**Description of the task:**
Copy exactly the last part of the entries, starting from the line with "error: cannot add" and including the final line.

**Collected data entries:**
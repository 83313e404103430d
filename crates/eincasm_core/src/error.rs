//! Error types for the substrate and update engine.

use thiserror::Error;

/// Errors raised while configuring or stepping a simulation.
#[derive(Error, Debug, Clone, PartialEq)]
pub enum SimError {
    /// Malformed setup: unknown parent, late channel registration, missing declarations.
    #[error("Configuration error: {0}")]
    Configuration(String),

    /// Access to an unregistered channel id.
    #[error("Unknown channel: {0}")]
    Lookup(String),

    /// A physics checkpoint observed a conservation or sign violation.
    #[error("Invariant violated in {kernel}: {message}")]
    InvariantViolation {
        kernel: &'static str,
        message: String,
    },

    /// A rule touched a channel or metadata key outside its declaration.
    #[error("Rule '{rule}' accessed undeclared {target}")]
    UndeclaredAccess { rule: String, target: String },
}

/// Result type alias for engine operations.
pub type Result<T> = std::result::Result<T, SimError>;

impl SimError {
    #[must_use]
    pub fn configuration<S: Into<String>>(msg: S) -> Self {
        Self::Configuration(msg.into())
    }

    #[must_use]
    pub fn lookup<S: Into<String>>(id: S) -> Self {
        Self::Lookup(id.into())
    }

    #[must_use]
    pub fn invariant<S: Into<String>>(kernel: &'static str, msg: S) -> Self {
        Self::InvariantViolation {
            kernel,
            message: msg.into(),
        }
    }

    #[must_use]
    pub fn undeclared<R: Into<String>, T: Into<String>>(rule: R, target: T) -> Self {
        Self::UndeclaredAccess {
            rule: rule.into(),
            target: target.into(),
        }
    }

    #[must_use]
    pub fn is_configuration(&self) -> bool {
        matches!(self, Self::Configuration(_))
    }
}

#[cfg(test)]
mod tests {
    use super::*;

    #[test]
    fn test_error_display() {
        let err = SimError::configuration("cannot add channel after malloc");
        assert_eq!(
            err.to_string(),
            "Configuration error: cannot add channel after malloc"
        );
        let err = SimError::invariant("flow", "capital became negative");
        assert!(err.to_string().contains("flow"));
    }

    #[test]
    fn test_undeclared_display() {
        let err = SimError::undeclared("grow", "channel 'waste'");
        assert_eq!(err.to_string(), "Rule 'grow' accessed undeclared channel 'waste'");
    }
}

**Completed task:**
            "Configuration error: cannot add channel after malloc"
        );
        let err = SimError::invariant("flow", "capital became negative");
        assert!(err.to_string().contains("flow"));
    }

    #[test]
    fn test_undeclared_display() {
        let err = SimError::undeclared("grow", "channel 'waste'");
        assert_eq!(err.to_string(), "Rule 'grow' accessed undeclared channel 'waste'");
    }
}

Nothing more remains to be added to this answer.